[Provided data]

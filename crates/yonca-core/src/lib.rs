//! # yonca-core
//!
//! Deterministic rule evaluation engine for farm advisory recommendations.
//!
//! Given a farm's current readings (weather, soil, crop or herd state), the
//! engine answers:
//! - Which advisory rules fire today?
//! - How urgent is each one?
//! - When in the day should the work be done?
//!
//! ## Key Guarantees
//!
//! 1. **Deterministic**: same rules, request and instant give the same response
//! 2. **Total**: bad operators, values or templates degrade to "no match"
//! 3. **Data-driven**: rules are JSON/YAML documents, never code
//! 4. **Shareable**: the rule set is immutable and `Arc`-shared across threads
//!
//! ## Example
//!
//! ```rust,ignore
//! use yonca_core::{Catalog, RecommendationRequest};
//!
//! let catalog = Catalog::load_dir("data")?;
//! let request: RecommendationRequest = serde_json::from_str(&json)?;
//! let response = catalog.engine().evaluate(&request);
//!
//! for alert in &response.critical_alerts {
//!     println!("{}: {}", alert.rule_id, alert.message_en);
//! }
//! println!("{}", response.summary_en);
//! ```

pub mod action;
pub mod catalog;
pub mod condition;
pub mod context;
pub mod engine;
pub mod ranking;
pub mod rules;
pub mod schedule;
pub mod schema;
pub mod summary;
pub mod template;
pub mod types;

// Re-export main types at crate root
pub use catalog::{lint_rules_dir, Catalog, CatalogError, Constants, FarmProfile, LintReport};
pub use condition::{Condition, GroupOperator, Operator};
pub use context::{build_context, Context, ContextValue, TimeOfDay};
pub use engine::RuleEngine;
pub use rules::{Rule, RuleAction, RuleDocument, RuleError, RuleSet};
pub use schedule::{Scheduler, TimeSlot};
pub use schema::SchemaError;
pub use types::{
    AnimalType, CropContext, DailyScheduleItem, FarmComponents, FarmType, GreenhouseContext,
    LivestockContext, RecommendationAction, RecommendationRequest, RecommendationResponse, Region,
    ResourceContext, SchedulePriority, SoilData, UrgencyLevel, WeatherData,
};

use chrono::{DateTime, Local};
use thiserror::Error;

/// Errors surfaced around evaluation. Evaluation itself never fails.
#[derive(Error, Debug)]
pub enum Error {
    #[error("Catalog error: {0}")]
    Catalog(#[from] CatalogError),

    #[error("Rule error: {0}")]
    Rule(#[from] RuleError),

    #[error("Schema error: {0}")]
    Schema(#[from] SchemaError),

    #[error("Invalid request: {}", .0.join("; "))]
    InvalidRequest(Vec<String>),

    #[error("Failed to decode request: {0}")]
    Decode(#[from] serde_json::Error),
}

/// Evaluate a request against a rule set at the current local time.
pub fn evaluate(rules: &RuleSet, request: &RecommendationRequest) -> RecommendationResponse {
    evaluate_at(rules, request, Local::now())
}

/// Evaluate a request against a rule set as of `now`.
///
/// Prefer [`RuleEngine`] when evaluating many requests; this clones the set.
pub fn evaluate_at(
    rules: &RuleSet,
    request: &RecommendationRequest,
    now: DateTime<Local>,
) -> RecommendationResponse {
    RuleEngine::from(rules.clone()).evaluate_at(request, now)
}

/// Validate a raw request against the request schema, then decode it.
pub fn parse_request(value: serde_json::Value) -> Result<RecommendationRequest, Error> {
    schema::validate_request_schema(&value).map_err(Error::InvalidRequest)?;
    Ok(serde_json::from_value(value)?)
}
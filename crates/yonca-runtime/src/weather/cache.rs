//! In-memory cache of weather readings.
//!
//! Nearby requests share an entry: coordinates are bucketed to 0.01°
//! (roughly one kilometre), so repeated lookups from one farm within the
//! TTL skip the weather API.

use moka::future::Cache;
use std::time::Duration;

use super::WeatherReading;
use crate::config::CacheConfig;

/// Cache key: coordinates in hundredths of a degree.
#[derive(Debug, Clone, Copy, PartialEq, Eq, Hash)]
pub struct CoordinateKey {
    latitude: i64,
    longitude: i64,
}

impl CoordinateKey {
    pub fn new(latitude: f64, longitude: f64) -> Self {
        Self {
            latitude: (latitude * 100.0).round() as i64,
            longitude: (longitude * 100.0).round() as i64,
        }
    }
}

/// Weather reading cache using moka.
pub struct WeatherCache {
    cache: Cache<CoordinateKey, WeatherReading>,
}

impl WeatherCache {
    pub fn new(max_entries: u64, ttl: Duration) -> Self {
        let cache = Cache::builder()
            .max_capacity(max_entries)
            .time_to_live(ttl)
            .build();

        Self { cache }
    }

    pub fn from_config(config: &CacheConfig) -> Self {
        Self::new(config.max_entries, config.ttl)
    }

    pub async fn get(&self, latitude: f64, longitude: f64) -> Option<WeatherReading> {
        self.cache.get(&CoordinateKey::new(latitude, longitude)).await
    }

    pub async fn insert(&self, latitude: f64, longitude: f64, reading: WeatherReading) {
        self.cache
            .insert(CoordinateKey::new(latitude, longitude), reading)
            .await;
    }

    /// Clear the cache.
    pub fn invalidate_all(&self) {
        self.cache.invalidate_all();
    }

    /// Approximate number of entries.
    pub fn entry_count(&self) -> u64 {
        self.cache.entry_count()
    }
}

impl Default for WeatherCache {
    fn default() -> Self {
        Self::from_config(&CacheConfig::default())
    }
}
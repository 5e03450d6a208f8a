//! The rule engine: context → matches → ranking → schedule → summary.

use std::sync::Arc;

use chrono::{DateTime, Local};

use crate::action::match_rule;
use crate::context::build_context;
use crate::ranking::{group, rank};
use crate::rules::RuleSet;
use crate::schedule::Scheduler;
use crate::summary::summarize;
use crate::types::{RecommendationRequest, RecommendationResponse};

/// Evaluates requests against a shared, immutable rule set.
///
/// Cloning is cheap; clones share the same rule set.
#[derive(Debug, Clone)]
pub struct RuleEngine {
    rules: Arc<RuleSet>,
    scheduler: Scheduler,
}

impl RuleEngine {
    pub fn new(rules: Arc<RuleSet>) -> Self {
        Self {
            rules,
            scheduler: Scheduler::default(),
        }
    }

    /// Use a custom scheduler (e.g., a different item limit).
    pub fn with_scheduler(mut self, scheduler: Scheduler) -> Self {
        self.scheduler = scheduler;
        self
    }

    pub fn rules(&self) -> &Arc<RuleSet> {
        &self.rules
    }

    /// Evaluate `request` at the current local time.
    pub fn evaluate(&self, request: &RecommendationRequest) -> RecommendationResponse {
        self.evaluate_at(request, Local::now())
    }

    /// Evaluate `request` as if it were `now`.
    ///
    /// `now` drives the derived `time_of_day` and stamps `generated_at`.
    pub fn evaluate_at(&self, request: &RecommendationRequest, now: DateTime<Local>) -> RecommendationResponse {
        let span = tracing::info_span!(
            "evaluate",
            farm_type = request.farm_type.as_str(),
            region = request.region.as_str()
        );
        let _guard = span.enter();

        let ctx = build_context(request, &now);

        let mut matched: Vec<_> = self
            .rules
            .rules_for(request.farm_type)
            .filter_map(|r| match_rule(r.rule, &ctx, r.category))
            .collect();

        rank(&mut matched);

        let mut response = RecommendationResponse::empty(request, now);
        response.total_recommendations = matched.len();
        response.daily_schedule = self.scheduler.schedule(&matched);
        group(matched, &mut response);

        let summary = summarize(&response);
        response.summary_az = summary.az;
        response.summary_en = summary.en;

        tracing::debug!(
            total = response.total_recommendations,
            critical = response.critical_alerts.len(),
            scheduled = response.daily_schedule.len(),
            "Evaluation complete"
        );

        response
    }
}

impl From<RuleSet> for RuleEngine {
    fn from(rules: RuleSet) -> Self {
        Self::new(Arc::new(rules))
    }
}
mod commands;

use std::path::PathBuf;

use anyhow::Result;
use clap::{ArgAction, Parser, Subcommand, ValueEnum};
use tracing_subscriber::EnvFilter;
use yonca_core::{FarmType, Region};

#[derive(Parser)]
#[command(name = "yonca")]
#[command(version, about = "Rule-based farm advisory engine", long_about = None)]
struct Cli {
    /// Data directory holding rules/, constants/ and profiles/
    #[arg(long, global = true, env = "YONCA_DATA_PATH", default_value = "data")]
    data_dir: PathBuf,

    /// More logging (-v debug, -vv trace); RUST_LOG overrides
    #[arg(short, long, global = true, action = ArgAction::Count)]
    verbose: u8,

    #[command(subcommand)]
    command: Commands,
}

#[derive(Subcommand)]
enum Commands {
    /// Evaluate a recommendation request (JSON or YAML)
    Evaluate {
        /// Path to the request file
        request: PathBuf,

        /// Evaluate as of this instant (RFC 3339, or YYYY-MM-DDTHH:MM local)
        #[arg(long)]
        at: Option<String>,

        #[arg(short, long, value_enum, default_value_t = Format::Text)]
        format: Format,
    },
    /// Evaluate from a handful of readings
    Quick {
        #[arg(value_parser = parse_farm_type)]
        farm_type: FarmType,

        #[arg(value_parser = parse_region)]
        region: Region,

        /// Air temperature (°C)
        #[arg(long, allow_hyphen_values = true)]
        temperature: f64,

        /// Relative humidity (%)
        #[arg(long)]
        humidity: f64,

        #[arg(long, requires = "stage")]
        crop_type: Option<String>,

        #[arg(long, requires = "crop_type")]
        stage: Option<String>,

        #[arg(long, default_value_t = 0)]
        days_since_irrigation: u32,

        /// Soil moisture (%)
        #[arg(long, default_value_t = 50.0)]
        soil_moisture: f64,

        #[arg(long)]
        at: Option<String>,

        #[arg(short, long, value_enum, default_value_t = Format::Text)]
        format: Format,
    },
    /// Inspect the rule catalog
    Rules {
        #[command(subcommand)]
        command: RulesCommand,
    },
    /// Lint every rule document against the rule schema
    Validate,
    /// Fetch current weather for an IP (or this machine)
    Weather {
        /// IP address to geolocate
        #[arg(long)]
        ip: Option<String>,

        /// Runtime configuration file (YAML or JSON)
        #[arg(short, long)]
        config: Option<PathBuf>,

        /// Also evaluate a minimal request for this farm type
        #[arg(long, value_parser = parse_farm_type)]
        farm_type: Option<FarmType>,

        #[arg(short, long, value_enum, default_value_t = Format::Text)]
        format: Format,
    },
    /// List supported farm types
    Farms,
    /// Show a farm type's profile
    Profile {
        #[arg(value_parser = parse_farm_type)]
        farm_type: FarmType,

        /// Print only the synthetic scenarios
        #[arg(long)]
        scenarios: bool,
    },
    /// Print reference constants (stages, regions, thresholds)
    Constants {
        table: Option<String>,
    },
}

#[derive(Subcommand)]
enum RulesCommand {
    /// List rules, optionally for one farm type
    List {
        #[arg(long, value_parser = parse_farm_type)]
        farm_type: Option<FarmType>,
    },
    /// Case-insensitive keyword search over ids, names and messages
    Search { query: String },
    /// Rule counts per farm type and category
    Stats,
    /// Print one rule
    Show { rule_id: String },
}

#[derive(Debug, Clone, Copy, PartialEq, Eq, ValueEnum)]
pub enum Format {
    Text,
    Json,
    Yaml,
}

fn parse_farm_type(value: &str) -> Result<FarmType, String> {
    FarmType::parse(value).ok_or_else(|| {
        let known: Vec<_> = FarmType::ALL.iter().map(|f| f.as_str()).collect();
        format!("unknown farm type '{}' (expected one of: {})", value, known.join(", "))
    })
}

fn parse_region(value: &str) -> Result<Region, String> {
    Region::parse(value).ok_or_else(|| {
        let known: Vec<_> = Region::ALL.iter().map(|r| r.as_str()).collect();
        format!("unknown region '{}' (expected one of: {})", value, known.join(", "))
    })
}

fn init_logging(verbose: u8) {
    let default = match verbose {
        0 => "warn",
        1 => "debug",
        _ => "trace",
    };
    let filter = EnvFilter::try_from_default_env().unwrap_or_else(|_| EnvFilter::new(default));
    tracing_subscriber::fmt()
        .with_env_filter(filter)
        .with_writer(std::io::stderr)
        .init();
}

#[tokio::main]
async fn main() -> Result<()> {
    let cli = Cli::parse();
    init_logging(cli.verbose);

    let data_dir = cli.data_dir;
    match cli.command {
        Commands::Evaluate { request, at, format } => {
            commands::evaluate(&data_dir, &request, at.as_deref(), format)
        }
        Commands::Quick {
            farm_type,
            region,
            temperature,
            humidity,
            crop_type,
            stage,
            days_since_irrigation,
            soil_moisture,
            at,
            format,
        } => {
            let input = commands::QuickInput {
                farm_type,
                region,
                temperature,
                humidity,
                crop: crop_type.zip(stage),
                days_since_irrigation,
                soil_moisture,
            };
            commands::quick(&data_dir, &input, at.as_deref(), format)
        }
        Commands::Rules { command } => match command {
            RulesCommand::List { farm_type } => commands::rules_list(&data_dir, farm_type),
            RulesCommand::Search { query } => commands::rules_search(&data_dir, &query),
            RulesCommand::Stats => commands::rules_stats(&data_dir),
            RulesCommand::Show { rule_id } => commands::rules_show(&data_dir, &rule_id),
        },
        Commands::Validate => commands::validate(&data_dir),
        Commands::Weather {
            ip,
            config,
            farm_type,
            format,
        } => commands::weather(&data_dir, ip.as_deref(), config.as_deref(), farm_type, format).await,
        Commands::Farms => commands::farms(&data_dir),
        Commands::Profile {
            farm_type,
            scenarios,
        } => commands::profile(&data_dir, farm_type, scenarios),
        Commands::Constants { table } => commands::constants(&data_dir, table.as_deref()),
    }
}
//! The loaded rule set: farm type → ordered categories → ordered rules.
//!
//! A `RuleSet` is built once and then shared read-only (usually behind an
//! `Arc`) by every evaluation. Category and rule order is preserved from the
//! source documents because ties in urgency score keep evaluation order.

use std::collections::BTreeMap;
use std::path::Path;

use serde::Serialize;

use super::parser::{Rule, RuleDocument, RuleError};
use crate::types::FarmType;

/// Rule categories per farm type, in evaluation order.
pub const FARM_RULE_CATEGORIES: [(FarmType, &[&str]); 5] = [
    (FarmType::Wheat, &["irrigation", "fertilization", "pest_disease", "harvest"]),
    (FarmType::Livestock, &["disease_risk", "feeding", "veterinary"]),
    (FarmType::Orchard, &["irrigation", "fertilization", "pruning", "pest_disease"]),
    (FarmType::Vegetable, &["irrigation", "fertilization", "greenhouse", "pest_disease"]),
    (FarmType::Mixed, &["integration", "resource_allocation", "daily_coordination"]),
];

/// Rule categories configured for `farm_type`.
pub fn categories_for(farm_type: FarmType) -> &'static [&'static str] {
    FARM_RULE_CATEGORIES
        .iter()
        .find(|(farm, _)| *farm == farm_type)
        .map(|(_, categories)| *categories)
        .unwrap_or(&[])
}

/// One category of rules for a farm type.
#[derive(Debug, Clone, Serialize)]
pub struct RuleCategory {
    pub name: String,
    pub rules: Vec<Rule>,
}

/// A rule together with where it lives in the set.
#[derive(Debug, Clone, Copy, Serialize)]
pub struct RuleRef<'a> {
    pub farm_type: FarmType,
    pub category: &'a str,
    #[serde(flatten)]
    pub rule: &'a Rule,
}

/// Listing entry for a rule.
#[derive(Debug, Clone, PartialEq, Serialize)]
pub struct RuleSummary {
    pub rule_id: String,
    pub name_az: String,
    pub name_en: String,
    pub priority: String,
    pub category: String,
    pub farm_type: FarmType,
}

impl From<RuleRef<'_>> for RuleSummary {
    fn from(r: RuleRef<'_>) -> Self {
        Self {
            rule_id: r.rule.rule_id.clone(),
            name_az: r.rule.name_az.clone(),
            name_en: r.rule.name_en.clone(),
            priority: r.rule.priority.clone(),
            category: r.category.to_string(),
            farm_type: r.farm_type,
        }
    }
}

/// Rule counts per farm type and category.
#[derive(Debug, Clone, Default, PartialEq, Serialize)]
pub struct RuleCounts {
    pub by_farm_type: BTreeMap<FarmType, BTreeMap<String, usize>>,
    pub total: usize,
}

impl RuleCounts {
    /// Total rules for one farm type.
    pub fn farm_total(&self, farm_type: FarmType) -> usize {
        self.by_farm_type
            .get(&farm_type)
            .map(|categories| categories.values().sum())
            .unwrap_or(0)
    }
}

/// Immutable rule set shared across evaluations.
#[derive(Debug, Clone, Default)]
pub struct RuleSet {
    farms: BTreeMap<FarmType, Vec<RuleCategory>>,
}

impl RuleSet {
    pub fn new() -> Self {
        Self::default()
    }

    /// Add a category, replacing any existing category with the same name.
    pub fn insert_category(&mut self, farm_type: FarmType, name: impl Into<String>, rules: Vec<Rule>) {
        let name = name.into();
        let categories = self.farms.entry(farm_type).or_default();
        match categories.iter_mut().find(|c| c.name == name) {
            Some(existing) => existing.rules = rules,
            None => categories.push(RuleCategory { name, rules }),
        }
    }

    /// Builder-style [`insert_category`](Self::insert_category).
    pub fn with_category(mut self, farm_type: FarmType, name: impl Into<String>, rules: Vec<Rule>) -> Self {
        self.insert_category(farm_type, name, rules);
        self
    }

    /// Load `<dir>/<farm_type>/<category>.json` for every configured category.
    ///
    /// Missing files are skipped; unreadable or malformed files are errors.
    pub fn load_dir(dir: impl AsRef<Path>) -> Result<Self, RuleError> {
        let dir = dir.as_ref();
        let mut set = RuleSet::new();

        for (farm_type, categories) in FARM_RULE_CATEGORIES {
            for category in categories {
                let path = dir.join(farm_type.as_str()).join(format!("{}.json", category));
                if !path.exists() {
                    tracing::debug!(path = %path.display(), "Rule file not found, skipping");
                    continue;
                }

                let document = RuleDocument::from_json_file(&path).map_err(|e| {
                    tracing::error!(path = %path.display(), error = %e, "Failed to load rule file");
                    e
                })?;
                set.insert_category(farm_type, *category, document.rules);
            }
        }

        tracing::info!(total = set.len(), "Rule set loaded");
        Ok(set)
    }

    /// Categories of a farm type, in evaluation order.
    pub fn categories(&self, farm_type: FarmType) -> &[RuleCategory] {
        self.farms.get(&farm_type).map(Vec::as_slice).unwrap_or(&[])
    }

    pub fn category(&self, farm_type: FarmType, name: &str) -> Option<&RuleCategory> {
        self.categories(farm_type).iter().find(|c| c.name == name)
    }

    /// Farm types that have at least one category loaded.
    pub fn farm_types(&self) -> impl Iterator<Item = FarmType> + '_ {
        self.farms.keys().copied()
    }

    /// Every rule of a farm type in evaluation order.
    pub fn rules_for(&self, farm_type: FarmType) -> impl Iterator<Item = RuleRef<'_>> {
        self.categories(farm_type).iter().flat_map(move |category| {
            category.rules.iter().map(move |rule| RuleRef {
                farm_type,
                category: &category.name,
                rule,
            })
        })
    }

    /// Every rule in the set.
    pub fn iter(&self) -> impl Iterator<Item = RuleRef<'_>> {
        self.farms.keys().flat_map(move |farm_type| self.rules_for(*farm_type))
    }

    pub fn len(&self) -> usize {
        self.farms
            .values()
            .flat_map(|categories| categories.iter())
            .map(|c| c.rules.len())
            .sum()
    }

    pub fn is_empty(&self) -> bool {
        self.len() == 0
    }

    /// All non-empty rule ids.
    pub fn rule_ids(&self) -> Vec<&str> {
        self.iter()
            .map(|r| r.rule.rule_id.as_str())
            .filter(|id| !id.is_empty())
            .collect()
    }

    /// First rule with the given id.
    pub fn find(&self, rule_id: &str) -> Option<RuleRef<'_>> {
        self.iter().find(|r| r.rule.rule_id == rule_id)
    }

    pub fn counts(&self) -> RuleCounts {
        let mut counts = RuleCounts::default();
        for (farm_type, categories) in &self.farms {
            let per_category = counts.by_farm_type.entry(*farm_type).or_default();
            for category in categories {
                per_category.insert(category.name.clone(), category.rules.len());
                counts.total += category.rules.len();
            }
        }
        counts
    }

    /// Rules whose id, names or messages contain `keyword` (case-insensitive).
    pub fn search(&self, keyword: &str) -> Vec<RuleRef<'_>> {
        self.iter().filter(|r| r.rule.mentions(keyword)).collect()
    }

    pub fn summaries(&self) -> Vec<RuleSummary> {
        self.iter().map(RuleSummary::from).collect()
    }
}
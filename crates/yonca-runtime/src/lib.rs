//! # yonca-runtime
//!
//! Async weather acquisition for Yonca.
//!
//! The engine in `yonca-core` is pure and synchronous; it takes weather as
//! input. This crate fills that input from the outside world:
//!
//! - IP geolocation (ipapi.co) with a fixed fallback location
//! - Current conditions (Open-Meteo), normalised for the rule engine
//! - Region mapping from city/admin-region names
//! - Retry with exponential backoff and a TTL cache keyed by rounded
//!   coordinates
//!
//! ## Example
//!
//! ```rust,ignore
//! use yonca_runtime::{RuntimeConfig, WeatherService};
//! use yonca_core::FarmType;
//!
//! let service = WeatherService::from_config(RuntimeConfig::default())?;
//! let local = service.auto_fetch(None).await?;
//! let request = local.request(FarmType::Wheat, chrono::Local::now().date_naive());
//! let response = catalog.engine().evaluate(&request);
//! ```

pub mod config;
pub mod weather;

pub use config::{CacheConfig, RetryConfig, RuntimeConfig};
pub use weather::{
    map_location_to_region, LocalWeather, Location, LocationProvider, WeatherCache, WeatherError,
    WeatherProvider, WeatherReading, WeatherService,
};

#[cfg(feature = "http")]
pub use weather::{IpApiProvider, OpenMeteoProvider};

use thiserror::Error;

/// Errors from the runtime.
#[derive(Error, Debug)]
pub enum RuntimeError {
    #[error("Invalid runtime configuration: {0}")]
    Config(String),

    #[error("Weather unavailable: {0}")]
    Weather(#[from] WeatherError),
}
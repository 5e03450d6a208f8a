//! Open-Meteo current conditions.

use std::time::Duration;

use async_trait::async_trait;
use serde::Deserialize;

use super::{WeatherError, WeatherProvider, WeatherReading};

const CURRENT_FIELDS: &str = "temperature_2m,relative_humidity_2m,precipitation,wind_speed_10m";

pub struct OpenMeteoProvider {
    url: String,
    client: reqwest::Client,
    timeout: Duration,
}

impl std::fmt::Debug for OpenMeteoProvider {
    fn fmt(&self, f: &mut std::fmt::Formatter<'_>) -> std::fmt::Result {
        f.debug_struct("OpenMeteoProvider")
            .field("url", &self.url)
            .field("timeout", &self.timeout)
            .finish()
    }
}

impl OpenMeteoProvider {
    pub fn new(url: impl Into<String>, timeout: Duration) -> Result<Self, WeatherError> {
        let client = reqwest::Client::builder()
            .timeout(timeout)
            .build()
            .map_err(|e| WeatherError::HttpError(e.to_string()))?;

        Ok(Self {
            url: url.into(),
            client,
            timeout,
        })
    }
}

#[derive(Debug, Deserialize)]
struct ForecastResponse {
    current: CurrentConditions,
}

#[derive(Debug, Deserialize)]
struct CurrentConditions {
    #[serde(default)]
    time: Option<String>,
    temperature_2m: f64,
    relative_humidity_2m: f64,
    #[serde(default)]
    precipitation: f64,
    #[serde(default)]
    wind_speed_10m: f64,
}

impl From<CurrentConditions> for WeatherReading {
    fn from(current: CurrentConditions) -> Self {
        let reading = WeatherReading::from_raw(
            current.temperature_2m,
            current.relative_humidity_2m,
            current.precipitation,
            current.wind_speed_10m,
        );
        match current.time {
            Some(time) => reading.with_observed_at(time),
            None => reading,
        }
    }
}

#[derive(Debug, Deserialize)]
struct OpenMeteoError {
    reason: String,
}

#[async_trait]
impl WeatherProvider for OpenMeteoProvider {
    async fn current(&self, latitude: f64, longitude: f64) -> Result<WeatherReading, WeatherError> {
        let response = self
            .client
            .get(&self.url)
            .query(&[
                ("latitude", latitude.to_string()),
                ("longitude", longitude.to_string()),
                ("current", CURRENT_FIELDS.to_string()),
                ("timezone", "auto".to_string()),
                ("forecast_days", "1".to_string()),
            ])
            .send()
            .await
            .map_err(|e| {
                if e.is_timeout() {
                    WeatherError::Timeout(self.timeout)
                } else {
                    WeatherError::HttpError(e.to_string())
                }
            })?;

        let status = response.status();

        if !status.is_success() {
            let message = response
                .json::<OpenMeteoError>()
                .await
                .map(|e| e.reason)
                .unwrap_or_else(|e| e.to_string());

            return Err(WeatherError::ApiError {
                status: status.as_u16(),
                message,
            });
        }

        let body: ForecastResponse = response
            .json()
            .await
            .map_err(|e| WeatherError::ParseError(e.to_string()))?;

        Ok(body.current.into())
    }

    fn name(&self) -> &str {
        "open-meteo"
    }
}

#[cfg(test)]
mod tests {
    use super::*;

    #[test]
    fn test_parse_forecast() {
        let body: ForecastResponse = serde_json::from_str(
            r#"{
                "latitude": 40.4,
                "longitude": 49.875,
                "timezone": "Asia/Baku",
                "current": {
                    "time": "2025-01-14T07:00",
                    "interval": 900,
                    "temperature_2m": -1.6,
                    "relative_humidity_2m": 88,
                    "precipitation": 0.3,
                    "wind_speed_10m": 14.8
                }
            }"#,
        )
        .unwrap();

        let reading = WeatherReading::from(body.current);
        assert_eq!(reading.temperature, -2.0);
        assert_eq!(reading.humidity, 88.0);
        assert_eq!(reading.rainfall_last_24h, 0.3);
        assert_eq!(reading.wind_speed, 15.0);
        assert!(reading.frost_warning);
        assert_eq!(reading.observed_at.as_deref(), Some("2025-01-14T07:00"));
    }

    #[test]
    fn test_missing_current_is_error() {
        assert!(serde_json::from_str::<ForecastResponse>(r#"{ "latitude": 1.0 }"#).is_err());
    }
}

[/Provided data]

Task prompt: Look through the material and report how many of its lines hold the string "latitude", giving the number only.

Output of the exercise: 11